- _REQUIRED ACTION_
Print, exactly as they appear in the listing below, the lines from the line with "repository 70e710ff1c066659" to the line with "pub fn get_database_url()", with both end lines kept.

- _DATASET ENTRIES_
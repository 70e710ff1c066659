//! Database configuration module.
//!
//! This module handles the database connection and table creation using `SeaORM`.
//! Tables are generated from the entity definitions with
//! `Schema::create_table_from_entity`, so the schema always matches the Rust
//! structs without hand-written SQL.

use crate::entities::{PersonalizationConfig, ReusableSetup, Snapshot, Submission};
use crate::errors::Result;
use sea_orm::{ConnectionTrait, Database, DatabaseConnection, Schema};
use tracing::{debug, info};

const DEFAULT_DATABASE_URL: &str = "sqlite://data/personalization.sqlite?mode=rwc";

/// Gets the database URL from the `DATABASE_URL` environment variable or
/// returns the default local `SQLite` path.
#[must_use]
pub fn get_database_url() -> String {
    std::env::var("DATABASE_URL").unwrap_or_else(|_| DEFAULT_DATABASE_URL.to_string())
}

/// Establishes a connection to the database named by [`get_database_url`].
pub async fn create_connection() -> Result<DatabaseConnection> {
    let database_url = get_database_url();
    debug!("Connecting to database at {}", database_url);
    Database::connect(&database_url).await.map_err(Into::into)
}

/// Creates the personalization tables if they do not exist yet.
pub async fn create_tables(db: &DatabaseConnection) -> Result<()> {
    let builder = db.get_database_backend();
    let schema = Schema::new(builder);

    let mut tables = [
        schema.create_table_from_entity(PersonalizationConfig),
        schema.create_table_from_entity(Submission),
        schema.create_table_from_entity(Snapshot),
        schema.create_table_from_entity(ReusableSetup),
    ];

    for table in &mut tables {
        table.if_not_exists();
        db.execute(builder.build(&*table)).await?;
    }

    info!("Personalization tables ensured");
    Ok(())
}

==

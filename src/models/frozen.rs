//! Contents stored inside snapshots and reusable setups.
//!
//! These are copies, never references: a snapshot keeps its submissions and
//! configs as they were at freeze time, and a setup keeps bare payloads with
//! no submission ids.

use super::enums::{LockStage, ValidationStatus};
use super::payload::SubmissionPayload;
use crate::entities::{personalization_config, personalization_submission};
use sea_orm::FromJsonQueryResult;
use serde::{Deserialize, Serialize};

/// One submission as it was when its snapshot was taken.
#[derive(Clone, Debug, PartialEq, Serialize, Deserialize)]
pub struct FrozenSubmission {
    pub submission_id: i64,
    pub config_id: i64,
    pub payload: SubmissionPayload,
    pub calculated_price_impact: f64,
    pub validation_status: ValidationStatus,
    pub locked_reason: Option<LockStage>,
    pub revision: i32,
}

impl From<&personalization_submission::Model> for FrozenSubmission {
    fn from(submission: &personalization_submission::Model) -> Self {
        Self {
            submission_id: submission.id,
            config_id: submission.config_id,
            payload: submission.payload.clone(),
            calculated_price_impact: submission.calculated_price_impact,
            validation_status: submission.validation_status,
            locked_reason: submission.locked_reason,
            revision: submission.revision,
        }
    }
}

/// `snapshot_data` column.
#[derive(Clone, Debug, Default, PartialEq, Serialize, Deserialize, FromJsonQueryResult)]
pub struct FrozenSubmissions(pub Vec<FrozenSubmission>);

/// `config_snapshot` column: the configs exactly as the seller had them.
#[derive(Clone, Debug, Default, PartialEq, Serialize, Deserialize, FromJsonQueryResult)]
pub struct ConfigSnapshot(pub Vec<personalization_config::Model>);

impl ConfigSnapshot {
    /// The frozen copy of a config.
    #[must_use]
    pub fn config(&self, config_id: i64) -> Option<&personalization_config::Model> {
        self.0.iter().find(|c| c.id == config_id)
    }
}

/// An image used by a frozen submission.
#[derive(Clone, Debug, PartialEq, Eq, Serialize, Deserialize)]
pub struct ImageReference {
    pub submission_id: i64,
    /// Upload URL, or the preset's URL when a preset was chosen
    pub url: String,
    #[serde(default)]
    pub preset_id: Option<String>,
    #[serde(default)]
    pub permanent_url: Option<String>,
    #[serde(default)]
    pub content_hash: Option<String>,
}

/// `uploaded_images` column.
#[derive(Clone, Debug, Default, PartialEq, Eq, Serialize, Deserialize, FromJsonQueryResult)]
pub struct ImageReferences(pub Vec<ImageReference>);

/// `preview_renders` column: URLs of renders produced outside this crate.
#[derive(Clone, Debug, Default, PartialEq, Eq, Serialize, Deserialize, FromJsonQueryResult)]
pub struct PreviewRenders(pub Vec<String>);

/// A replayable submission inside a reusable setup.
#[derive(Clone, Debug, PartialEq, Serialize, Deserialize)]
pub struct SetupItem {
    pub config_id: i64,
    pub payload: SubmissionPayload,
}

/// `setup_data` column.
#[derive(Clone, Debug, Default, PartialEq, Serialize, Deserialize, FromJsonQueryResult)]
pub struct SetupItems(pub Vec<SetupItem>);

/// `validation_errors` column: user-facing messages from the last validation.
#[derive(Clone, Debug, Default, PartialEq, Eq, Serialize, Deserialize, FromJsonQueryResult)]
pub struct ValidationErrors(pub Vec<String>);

--

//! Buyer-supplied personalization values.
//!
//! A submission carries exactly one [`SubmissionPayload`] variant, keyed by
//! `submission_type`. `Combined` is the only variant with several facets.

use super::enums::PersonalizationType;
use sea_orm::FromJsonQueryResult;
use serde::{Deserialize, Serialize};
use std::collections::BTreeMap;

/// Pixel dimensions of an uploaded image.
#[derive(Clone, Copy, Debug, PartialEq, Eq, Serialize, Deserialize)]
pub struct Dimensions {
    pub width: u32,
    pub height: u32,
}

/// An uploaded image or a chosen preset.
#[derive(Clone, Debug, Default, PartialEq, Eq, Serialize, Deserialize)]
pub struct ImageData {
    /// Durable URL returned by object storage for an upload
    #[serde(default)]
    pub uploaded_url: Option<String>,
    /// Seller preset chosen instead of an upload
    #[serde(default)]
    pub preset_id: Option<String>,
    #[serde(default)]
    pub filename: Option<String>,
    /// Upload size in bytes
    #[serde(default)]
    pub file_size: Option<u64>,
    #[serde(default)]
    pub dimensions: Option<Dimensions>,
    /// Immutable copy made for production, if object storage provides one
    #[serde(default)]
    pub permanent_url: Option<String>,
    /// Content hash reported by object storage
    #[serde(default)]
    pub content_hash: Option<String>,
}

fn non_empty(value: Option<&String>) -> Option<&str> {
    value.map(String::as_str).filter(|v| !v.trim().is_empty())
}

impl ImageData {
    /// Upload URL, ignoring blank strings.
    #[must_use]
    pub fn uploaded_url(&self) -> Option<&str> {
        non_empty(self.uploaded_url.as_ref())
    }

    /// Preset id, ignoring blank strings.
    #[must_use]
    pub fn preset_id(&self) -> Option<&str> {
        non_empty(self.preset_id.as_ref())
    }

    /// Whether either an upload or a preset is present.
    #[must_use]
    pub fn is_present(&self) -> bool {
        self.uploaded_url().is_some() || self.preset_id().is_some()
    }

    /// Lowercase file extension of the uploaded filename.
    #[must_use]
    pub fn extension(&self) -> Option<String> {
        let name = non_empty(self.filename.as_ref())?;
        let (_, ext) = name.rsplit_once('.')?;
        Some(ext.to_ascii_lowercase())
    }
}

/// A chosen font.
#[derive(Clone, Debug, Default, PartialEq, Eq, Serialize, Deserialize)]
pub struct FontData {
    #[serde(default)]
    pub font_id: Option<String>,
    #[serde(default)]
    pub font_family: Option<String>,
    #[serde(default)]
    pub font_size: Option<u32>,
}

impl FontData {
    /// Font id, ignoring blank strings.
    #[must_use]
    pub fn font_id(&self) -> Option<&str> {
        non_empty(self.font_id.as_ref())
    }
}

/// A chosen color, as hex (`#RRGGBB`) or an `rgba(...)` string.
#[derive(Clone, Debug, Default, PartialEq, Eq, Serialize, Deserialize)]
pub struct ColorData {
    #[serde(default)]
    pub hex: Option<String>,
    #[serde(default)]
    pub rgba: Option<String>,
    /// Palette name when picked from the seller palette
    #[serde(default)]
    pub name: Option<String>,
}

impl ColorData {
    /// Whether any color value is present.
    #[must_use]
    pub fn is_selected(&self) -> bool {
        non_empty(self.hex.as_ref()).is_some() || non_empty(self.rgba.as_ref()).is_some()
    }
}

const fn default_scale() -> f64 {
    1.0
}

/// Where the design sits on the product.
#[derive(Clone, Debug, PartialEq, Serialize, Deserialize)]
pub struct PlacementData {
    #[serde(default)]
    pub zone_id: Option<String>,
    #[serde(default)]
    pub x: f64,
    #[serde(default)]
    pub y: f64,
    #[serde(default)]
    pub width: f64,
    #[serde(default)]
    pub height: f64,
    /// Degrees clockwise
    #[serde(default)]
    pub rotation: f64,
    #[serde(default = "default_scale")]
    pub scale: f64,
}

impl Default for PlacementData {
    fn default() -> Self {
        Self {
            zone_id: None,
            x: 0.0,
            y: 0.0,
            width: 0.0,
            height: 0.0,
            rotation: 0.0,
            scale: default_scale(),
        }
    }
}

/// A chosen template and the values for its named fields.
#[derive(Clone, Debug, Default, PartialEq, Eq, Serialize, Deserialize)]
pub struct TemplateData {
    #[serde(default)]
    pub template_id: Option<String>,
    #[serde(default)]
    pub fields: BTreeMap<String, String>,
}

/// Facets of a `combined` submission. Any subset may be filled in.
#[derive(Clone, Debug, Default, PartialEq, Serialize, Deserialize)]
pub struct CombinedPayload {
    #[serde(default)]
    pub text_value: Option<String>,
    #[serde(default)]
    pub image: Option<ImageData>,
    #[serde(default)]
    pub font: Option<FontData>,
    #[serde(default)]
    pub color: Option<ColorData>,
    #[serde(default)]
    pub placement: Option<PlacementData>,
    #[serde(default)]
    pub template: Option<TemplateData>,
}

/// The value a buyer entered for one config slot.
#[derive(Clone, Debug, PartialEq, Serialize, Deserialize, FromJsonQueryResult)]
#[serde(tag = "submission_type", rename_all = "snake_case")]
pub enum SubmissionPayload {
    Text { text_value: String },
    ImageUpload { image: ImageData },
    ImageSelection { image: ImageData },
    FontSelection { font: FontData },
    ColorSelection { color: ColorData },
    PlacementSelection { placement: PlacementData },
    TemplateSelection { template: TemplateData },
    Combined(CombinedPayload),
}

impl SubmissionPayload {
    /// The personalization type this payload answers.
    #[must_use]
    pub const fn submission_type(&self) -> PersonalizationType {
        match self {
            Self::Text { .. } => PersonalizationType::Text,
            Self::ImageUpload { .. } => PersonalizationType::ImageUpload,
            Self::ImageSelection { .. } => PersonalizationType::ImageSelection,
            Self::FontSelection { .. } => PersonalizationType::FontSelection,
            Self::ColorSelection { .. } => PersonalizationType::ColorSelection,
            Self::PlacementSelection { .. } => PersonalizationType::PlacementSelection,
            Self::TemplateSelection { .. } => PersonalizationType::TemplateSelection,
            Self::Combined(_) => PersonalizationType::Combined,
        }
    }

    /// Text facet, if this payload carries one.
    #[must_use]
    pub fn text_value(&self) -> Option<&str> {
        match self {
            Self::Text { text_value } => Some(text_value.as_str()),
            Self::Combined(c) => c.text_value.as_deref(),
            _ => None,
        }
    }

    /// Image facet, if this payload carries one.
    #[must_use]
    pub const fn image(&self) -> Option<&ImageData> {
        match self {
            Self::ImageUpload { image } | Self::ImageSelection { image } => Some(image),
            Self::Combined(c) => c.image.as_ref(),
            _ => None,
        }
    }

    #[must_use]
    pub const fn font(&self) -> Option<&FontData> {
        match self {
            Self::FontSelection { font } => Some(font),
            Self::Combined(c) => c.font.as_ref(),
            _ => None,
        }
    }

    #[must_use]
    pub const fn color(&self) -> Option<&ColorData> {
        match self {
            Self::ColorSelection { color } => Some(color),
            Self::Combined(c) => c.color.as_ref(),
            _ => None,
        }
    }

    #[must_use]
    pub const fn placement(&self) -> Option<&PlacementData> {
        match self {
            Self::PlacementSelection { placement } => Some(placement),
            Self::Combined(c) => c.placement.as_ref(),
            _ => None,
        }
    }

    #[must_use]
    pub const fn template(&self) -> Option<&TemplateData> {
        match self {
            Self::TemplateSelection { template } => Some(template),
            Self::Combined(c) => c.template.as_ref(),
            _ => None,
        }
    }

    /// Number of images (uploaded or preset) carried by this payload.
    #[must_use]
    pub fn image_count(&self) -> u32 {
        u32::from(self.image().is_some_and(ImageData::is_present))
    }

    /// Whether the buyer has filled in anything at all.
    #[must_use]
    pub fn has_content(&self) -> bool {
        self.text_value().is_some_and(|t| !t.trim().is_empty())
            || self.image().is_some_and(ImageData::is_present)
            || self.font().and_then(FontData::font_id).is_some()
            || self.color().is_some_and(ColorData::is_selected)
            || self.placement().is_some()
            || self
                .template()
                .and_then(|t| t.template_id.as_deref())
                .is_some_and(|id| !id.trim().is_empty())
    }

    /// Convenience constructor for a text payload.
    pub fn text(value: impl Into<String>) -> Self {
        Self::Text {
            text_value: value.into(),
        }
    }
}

- _ANSWER BELOW_
repository 70e710ff1c066659
//! Database configuration module.
//!
//! This module handles the database connection and table creation using `SeaORM`.
//! Tables are generated from the entity definitions with
//! `Schema::create_table_from_entity`, so the schema always matches the Rust
//! structs without hand-written SQL.

use crate::entities::{PersonalizationConfig, ReusableSetup, Snapshot, Submission};
use crate::errors::Result;
use sea_orm::{ConnectionTrait, Database, DatabaseConnection, Schema};
use tracing::{debug, info};

const DEFAULT_DATABASE_URL: &str = "sqlite://data/personalization.sqlite?mode=rwc";

/// Gets the database URL from the `DATABASE_URL` environment variable or
/// returns the default local `SQLite` path.
#[must_use]
pub fn get_database_url() -> String {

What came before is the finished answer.